The study isn’t the first study to indicate that married people have better odds at everything from living longer to being more financially well off but rather than concentrating on the overall health of study participants it looked at how well the cancer patient was able to deal logistically with treatments and care options. The result as you can imagine is that two brains are better than one especially when one of those brains is impacted by chemo brain. The gap between married and unmarried is especially large when it looks at men only.
The study authors found that for prostate, breast, colorectal, esophageal, and head/neck cancers, the survival benefit associated with marriage was larger than the published survival benefit of chemotherapy. The study found that married individuals were 20 percent less likely to die of their disease than single patients.

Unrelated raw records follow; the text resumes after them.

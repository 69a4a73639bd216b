//! Arena allocation for a single lint pass.
//!
//! Decoded identifier text, analyzer declaration payloads, and other
//! per-parse artifacts are bump-allocated and freed together when the
//! pass ends.

use bumpalo::Bump;

/// The lint arena wraps a bump allocator scoped to one
/// parse-and-analyze call.
///
/// Nothing allocated here is individually destroyed; dropping the arena
/// releases everything at once. The driver may abandon a parse mid-way
/// (e.g. an editor superseded the document) by simply dropping it.
pub struct LintArena {
    bump: Bump,
}

impl LintArena {
    /// Create a new arena with default capacity.
    pub fn new() -> Self {
        Self { bump: Bump::new() }
    }

    /// Create a new arena with the specified initial capacity in bytes.
    pub fn with_capacity(capacity: usize) -> Self {
        Self {
            bump: Bump::with_capacity(capacity),
        }
    }

    /// Get a reference to the underlying bump allocator.
    #[inline]
    pub fn bump(&self) -> &Bump {
        &self.bump
    }

    /// Allocate a value in the arena and return a reference to it.
    #[inline]
    pub fn alloc<T>(&self, val: T) -> &T {
        self.bump.alloc(val)
    }

    /// Allocate a string slice in the arena.
    #[inline]
    pub fn alloc_str(&self, s: &str) -> &str {
        self.bump.alloc_str(s)
    }

    /// Allocate a copy of a slice in the arena.
    #[inline]
    pub fn alloc_slice_copy<T: Copy>(&self, src: &[T]) -> &[T] {
        self.bump.alloc_slice_copy(src)
    }

    /// Returns the total bytes allocated in this arena.
    pub fn allocated_bytes(&self) -> usize {
        self.bump.allocated_bytes()
    }

    /// Reset the arena, deallocating all objects but keeping the memory.
    pub fn reset(&mut self) {
        self.bump.reset();
    }
}

impl Default for LintArena {
    fn default() -> Self {
        Self::new()
    }
}
//! String interning for identifier names.
//!
//! Every identifier the scanner decodes (including ones spelled with
//! unicode escape sequences) is interned, so name equality anywhere in
//! the pipeline is an O(1) integer comparison.

use lasso::{Spur, ThreadedRodeo};
use std::fmt;
use std::sync::Arc;

/// An interned identifier name. This is a lightweight handle (u32)
/// that can be used to look up the actual string content.
///
/// Two `InternedString`s interned from equal source text compare equal.
#[derive(Copy, Clone, Eq, PartialEq, Hash, Ord, PartialOrd)]
pub struct InternedString(Spur);

impl InternedString {
    /// Create from a raw lasso key.
    #[inline]
    pub fn from_spur(spur: Spur) -> Self {
        Self(spur)
    }

    /// Get the raw lasso key.
    #[inline]
    pub fn as_spur(self) -> Spur {
        self.0
    }
}

impl fmt::Debug for InternedString {
    fn fmt(&self, f: &mut fmt::Formatter<'_>) -> fmt::Result {
        write!(f, "InternedString({:?})", self.0)
    }
}

/// Interner for identifier names, shared by the scanner, parser, and
/// analyzer of one lint pass.
///
/// Stores one copy of each unique name and returns lightweight handles.
#[derive(Clone)]
pub struct StringInterner {
    rodeo: Arc<ThreadedRodeo>,
}

impl StringInterner {
    /// Create a new string interner.
    pub fn new() -> Self {
        Self {
            rodeo: Arc::new(ThreadedRodeo::new()),
        }
    }

    /// Intern a string, returning a handle to the interned value.
    /// If the string was already interned, returns the existing handle.
    #[inline]
    pub fn intern(&self, s: &str) -> InternedString {
        InternedString::from_spur(self.rodeo.get_or_intern(s))
    }

    /// Intern a static string. More efficient than `intern` for string literals.
    #[inline]
    pub fn intern_static(&self, s: &'static str) -> InternedString {
        InternedString::from_spur(self.rodeo.get_or_intern_static(s))
    }

    /// Look up an already-interned string without interning it if absent.
    #[inline]
    pub fn get(&self, s: &str) -> Option<InternedString> {
        self.rodeo.get(s).map(InternedString::from_spur)
    }

    /// Resolve an interned handle back to its string content.
    #[inline]
    pub fn resolve(&self, key: InternedString) -> &str {
        self.rodeo.resolve(&key.as_spur())
    }

    /// Returns the number of interned strings.
    pub fn len(&self) -> usize {
        self.rodeo.len()
    }

    /// Returns true if no strings have been interned.
    pub fn is_empty(&self) -> bool {
        self.rodeo.is_empty()
    }
}

impl Default for StringInterner {
    fn default() -> Self {
        Self::new()
    }
}

impl fmt::Debug for StringInterner {
    fn fmt(&self, f: &mut fmt::Formatter<'_>) -> fmt::Result {
        f.debug_struct("StringInterner")
            .field("len", &self.len())
            .finish()
    }
}
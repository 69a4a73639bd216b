//! Token information produced by the scanner.

use jetlint_core::intern::InternedString;
use jetlint_core::text::TextSpan;
use jetlint_syntax::syntax_kind::{ContextualKeyword, SyntaxKind};
use jetlint_syntax::types::TokenFlags;

/// Information about a scanned token. Positions are byte offsets into
/// the source buffer.
#[derive(Debug, Clone, Copy)]
pub struct Token {
    /// The kind of token.
    pub kind: SyntaxKind,
    /// Start offset in the source text.
    pub begin: u32,
    /// End offset in the source text (exclusive).
    pub end: u32,
    /// Token flags (preceding line break, numeric subkind, escapes, ...).
    pub flags: TokenFlags,
    /// The decoded, interned name for identifiers, private identifiers,
    /// and keywords.
    pub ident: Option<InternedString>,
    /// Set when an unescaped identifier's text matches a contextual
    /// keyword; the parser decides what it means.
    pub contextual: Option<ContextualKeyword>,
}

impl Token {
    pub fn new(kind: SyntaxKind, begin: u32, end: u32) -> Self {
        Self {
            kind,
            begin,
            end,
            flags: TokenFlags::NONE,
            ident: None,
            contextual: None,
        }
    }

    /// The byte span of this token.
    #[inline]
    pub fn span(&self) -> TextSpan {
        TextSpan::new(self.begin, self.end)
    }

    /// Whether there was a line break before this token.
    #[inline]
    pub fn has_preceding_line_break(&self) -> bool {
        self.flags.contains(TokenFlags::PRECEDING_LINE_BREAK)
    }

    /// Whether this token matches the given contextual keyword hint.
    #[inline]
    pub fn is_contextual(&self, keyword: ContextualKeyword) -> bool {
        self.contextual == Some(keyword)
    }
}
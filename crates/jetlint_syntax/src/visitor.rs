//! The parse visitor: the event stream contract between the parser and
//! everything downstream.
//!
//! The parser calls exactly one `visit_exit_*` for every
//! `visit_enter_*`, with nested scopes strictly between them, on every
//! path including error recovery. Consumers may rely on that balance.

use crate::types::{DeclFlags, DeclKind, Identifier};
use jetlint_core::intern::StringInterner;

/// Receives the parser's event stream. All methods default to no-ops so
/// consumers implement only what they need.
pub trait ParseVisitor {
    fn visit_variable_declaration(
        &mut self,
        name: Identifier,
        kind: DeclKind,
        flags: DeclFlags,
    ) {
        let _ = (name, kind, flags);
    }

    fn visit_variable_use(&mut self, name: Identifier) {
        let _ = name;
    }

    fn visit_variable_type_use(&mut self, name: Identifier) {
        let _ = name;
    }

    fn visit_variable_namespace_use(&mut self, name: Identifier) {
        let _ = name;
    }

    fn visit_variable_assignment(&mut self, name: Identifier) {
        let _ = name;
    }

    fn visit_variable_delete_use(&mut self, name: Identifier) {
        let _ = name;
    }

    fn visit_enter_block_scope(&mut self) {}
    fn visit_exit_block_scope(&mut self) {}

    fn visit_enter_with_scope(&mut self) {}
    fn visit_exit_with_scope(&mut self) {}

    /// Entered before the parameter list; parameter declarations belong
    /// to this scope.
    fn visit_enter_function_scope(&mut self) {}
    /// Entered between the parameter list and the body; body bindings
    /// see the parameters through this nested scope.
    fn visit_enter_function_scope_body(&mut self) {}
    fn visit_exit_function_scope(&mut self) {}

    fn visit_enter_interface_scope(&mut self) {}
    fn visit_exit_interface_scope(&mut self) {}

    fn visit_enter_class_scope(&mut self) {}
    fn visit_enter_class_scope_body(&mut self, class_name: Option<Identifier>) {
        let _ = class_name;
    }
    fn visit_exit_class_scope(&mut self) {}

    fn visit_enter_namespace_scope(&mut self) {}
    fn visit_exit_namespace_scope(&mut self) {}

    fn visit_enter_index_signature_scope(&mut self) {}
    fn visit_exit_index_signature_scope(&mut self) {}

    fn visit_enter_type_scope(&mut self) {}
    fn visit_exit_type_scope(&mut self) {}

    /// A property, method, call signature, or index-signature member.
    /// `name` is `None` for computed, string, and numeric keys and for
    /// call signatures.
    fn visit_property_declaration(&mut self, name: Option<Identifier>) {
        let _ = name;
    }

    fn visit_end_of_module(&mut self) {}
}

/// A visitor that records every event. Backs `--debug-parser-visits`
/// and the visit-sequence assertions in tests.
pub struct RecordingVisitor {
    interner: StringInterner,
    /// Event names, in order.
    pub visits: Vec<&'static str>,
    /// Resolved names of every use event (all use kinds), in order.
    pub variable_uses: Vec<String>,
    /// Name, kind, and flags of every declaration, in order.
    pub variable_declarations: Vec<(String, DeclKind, DeclFlags)>,
    /// Property names (`None` for unnamed members), in order.
    pub property_declarations: Vec<Option<String>>,
}

impl RecordingVisitor {
    pub fn new(interner: StringInterner) -> Self {
        Self {
            interner,
            visits: Vec::new(),
            variable_uses: Vec::new(),
            variable_declarations: Vec::new(),
            property_declarations: Vec::new(),
        }
    }

    fn resolve(&self, name: Identifier) -> String {
        self.interner.resolve(name.name).to_string()
    }

    /// Names of declared variables, in declaration order.
    pub fn declaration_names(&self) -> Vec<&str> {
        self.variable_declarations
            .iter()
            .map(|(name, _, _)| name.as_str())
            .collect()
    }
}

impl ParseVisitor for RecordingVisitor {
    fn visit_variable_declaration(
        &mut self,
        name: Identifier,
        kind: DeclKind,
        flags: DeclFlags,
    ) {
        self.visits.push("visit_variable_declaration");
        let name = self.resolve(name);
        self.variable_declarations.push((name, kind, flags));
    }

    fn visit_variable_use(&mut self, name: Identifier) {
        self.visits.push("visit_variable_use");
        let name = self.resolve(name);
        self.variable_uses.push(name);
    }

    fn visit_variable_type_use(&mut self, name: Identifier) {
        self.visits.push("visit_variable_type_use");
        let name = self.resolve(name);
        self.variable_uses.push(name);
    }

    fn visit_variable_namespace_use(&mut self, name: Identifier) {
        self.visits.push("visit_variable_namespace_use");
        let name = self.resolve(name);
        self.variable_uses.push(name);
    }

    fn visit_variable_assignment(&mut self, name: Identifier) {
        self.visits.push("visit_variable_assignment");
        let name = self.resolve(name);
        self.variable_uses.push(name);
    }

    fn visit_variable_delete_use(&mut self, name: Identifier) {
        self.visits.push("visit_variable_delete_use");
        let name = self.resolve(name);
        self.variable_uses.push(name);
    }

    fn visit_enter_block_scope(&mut self) {
        self.visits.push("visit_enter_block_scope");
    }

    fn visit_exit_block_scope(&mut self) {
        self.visits.push("visit_exit_block_scope");
    }

    fn visit_enter_with_scope(&mut self) {
        self.visits.push("visit_enter_with_scope");
    }

    fn visit_exit_with_scope(&mut self) {
        self.visits.push("visit_exit_with_scope");
    }

    fn visit_enter_function_scope(&mut self) {
        self.visits.push("visit_enter_function_scope");
    }

    fn visit_enter_function_scope_body(&mut self) {
        self.visits.push("visit_enter_function_scope_body");
    }

    fn visit_exit_function_scope(&mut self) {
        self.visits.push("visit_exit_function_scope");
    }

    fn visit_enter_interface_scope(&mut self) {
        self.visits.push("visit_enter_interface_scope");
    }

    fn visit_exit_interface_scope(&mut self) {
        self.visits.push("visit_exit_interface_scope");
    }

    fn visit_enter_class_scope(&mut self) {
        self.visits.push("visit_enter_class_scope");
    }

    fn visit_enter_class_scope_body(&mut self, _class_name: Option<Identifier>) {
        self.visits.push("visit_enter_class_scope_body");
    }

    fn visit_exit_class_scope(&mut self) {
        self.visits.push("visit_exit_class_scope");
    }

    fn visit_enter_namespace_scope(&mut self) {
        self.visits.push("visit_enter_namespace_scope");
    }

    fn visit_exit_namespace_scope(&mut self) {
        self.visits.push("visit_exit_namespace_scope");
    }

    fn visit_enter_index_signature_scope(&mut self) {
        self.visits.push("visit_enter_index_signature_scope");
    }

    fn visit_exit_index_signature_scope(&mut self) {
        self.visits.push("visit_exit_index_signature_scope");
    }

    fn visit_enter_type_scope(&mut self) {
        self.visits.push("visit_enter_type_scope");
    }

    fn visit_exit_type_scope(&mut self) {
        self.visits.push("visit_exit_type_scope");
    }

    fn visit_property_declaration(&mut self, name: Option<Identifier>) {
        self.visits.push("visit_property_declaration");
        let name = name.map(|n| self.resolve(n));
        self.property_declarations.push(name);
    }

    fn visit_end_of_module(&mut self) {
        self.visits.push("visit_end_of_module");
    }
}

/// Forwards every event to two visitors in order. Used to feed the
/// analyzer while also tracing visits for `--debug-parser-visits`.
pub struct TeeVisitor<'a, A, B> {
    pub first: &'a mut A,
    pub second: &'a mut B,
}

impl<'a, A, B> TeeVisitor<'a, A, B> {
    pub fn new(first: &'a mut A, second: &'a mut B) -> Self {
        Self { first, second }
    }
}

impl<A: ParseVisitor, B: ParseVisitor> ParseVisitor for TeeVisitor<'_, A, B> {
    fn visit_variable_declaration(
        &mut self,
        name: Identifier,
        kind: DeclKind,
        flags: DeclFlags,
    ) {
        self.first.visit_variable_declaration(name, kind, flags);
        self.second.visit_variable_declaration(name, kind, flags);
    }

    fn visit_variable_use(&mut self, name: Identifier) {
        self.first.visit_variable_use(name);
        self.second.visit_variable_use(name);
    }

    fn visit_variable_type_use(&mut self, name: Identifier) {
        self.first.visit_variable_type_use(name);
        self.second.visit_variable_type_use(name);
    }

    fn visit_variable_namespace_use(&mut self, name: Identifier) {
        self.first.visit_variable_namespace_use(name);
        self.second.visit_variable_namespace_use(name);
    }

    fn visit_variable_assignment(&mut self, name: Identifier) {
        self.first.visit_variable_assignment(name);
        self.second.visit_variable_assignment(name);
    }

    fn visit_variable_delete_use(&mut self, name: Identifier) {
        self.first.visit_variable_delete_use(name);
        self.second.visit_variable_delete_use(name);
    }

    fn visit_enter_block_scope(&mut self) {
        self.first.visit_enter_block_scope();
        self.second.visit_enter_block_scope();
    }

    fn visit_exit_block_scope(&mut self) {
        self.first.visit_exit_block_scope();
        self.second.visit_exit_block_scope();
    }

    fn visit_enter_with_scope(&mut self) {
        self.first.visit_enter_with_scope();
        self.second.visit_enter_with_scope();
    }

    fn visit_exit_with_scope(&mut self) {
        self.first.visit_exit_with_scope();
        self.second.visit_exit_with_scope();
    }

    fn visit_enter_function_scope(&mut self) {
        self.first.visit_enter_function_scope();
        self.second.visit_enter_function_scope();
    }

    fn visit_enter_function_scope_body(&mut self) {
        self.first.visit_enter_function_scope_body();
        self.second.visit_enter_function_scope_body();
    }

    fn visit_exit_function_scope(&mut self) {
        self.first.visit_exit_function_scope();
        self.second.visit_exit_function_scope();
    }

    fn visit_enter_interface_scope(&mut self) {
        self.first.visit_enter_interface_scope();
        self.second.visit_enter_interface_scope();
    }

    fn visit_exit_interface_scope(&mut self) {
        self.first.visit_exit_interface_scope();
        self.second.visit_exit_interface_scope();
    }

    fn visit_enter_class_scope(&mut self) {
        self.first.visit_enter_class_scope();
        self.second.visit_enter_class_scope();
    }

    fn visit_enter_class_scope_body(&mut self, class_name: Option<Identifier>) {
        self.first.visit_enter_class_scope_body(class_name);
        self.second.visit_enter_class_scope_body(class_name);
    }

    fn visit_exit_class_scope(&mut self) {
        self.first.visit_exit_class_scope();
        self.second.visit_exit_class_scope();
    }

    fn visit_enter_namespace_scope(&mut self) {
        self.first.visit_enter_namespace_scope();
        self.second.visit_enter_namespace_scope();
    }

    fn visit_exit_namespace_scope(&mut self) {
        self.first.visit_exit_namespace_scope();
        self.second.visit_exit_namespace_scope();
    }

    fn visit_enter_index_signature_scope(&mut self) {
        self.first.visit_enter_index_signature_scope();
        self.second.visit_enter_index_signature_scope();
    }

    fn visit_exit_index_signature_scope(&mut self) {
        self.first.visit_exit_index_signature_scope();
        self.second.visit_exit_index_signature_scope();
    }

    fn visit_enter_type_scope(&mut self) {
        self.first.visit_enter_type_scope();
        self.second.visit_enter_type_scope();
    }

    fn visit_exit_type_scope(&mut self) {
        self.first.visit_exit_type_scope();
        self.second.visit_exit_type_scope();
    }

    fn visit_property_declaration(&mut self, name: Option<Identifier>) {
        self.first.visit_property_declaration(name);
        self.second.visit_property_declaration(name);
    }

    fn visit_end_of_module(&mut self) {
        self.first.visit_end_of_module();
        self.second.visit_end_of_module();
    }
}

/// A visitor that ignores every event.
pub struct NullVisitor;

impl ParseVisitor for NullVisitor {}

Being single especially being single and male is an important risk factor for failing to comply with medical treatments. The results strongly suggest that to improve cancer survival requires improving the social support systems of patients to mimic the care created by a spouse who can provide practical services such as nursing their partners through therapy, driving them to appointments, ensuring they stick with medications and even just beginning the process by pushing them into doctor visits earlier in the disease’s progress. For instance, unmarried study participants were 17 percent more likely to have late-stage cancer at the time of diagnosis, compared with married patients. The study suggest that doctors and patients should focus on creating support groups to help with the enormous burden of cancer treatments to ensure that patients get the care and support they need early on and throughout their treatment.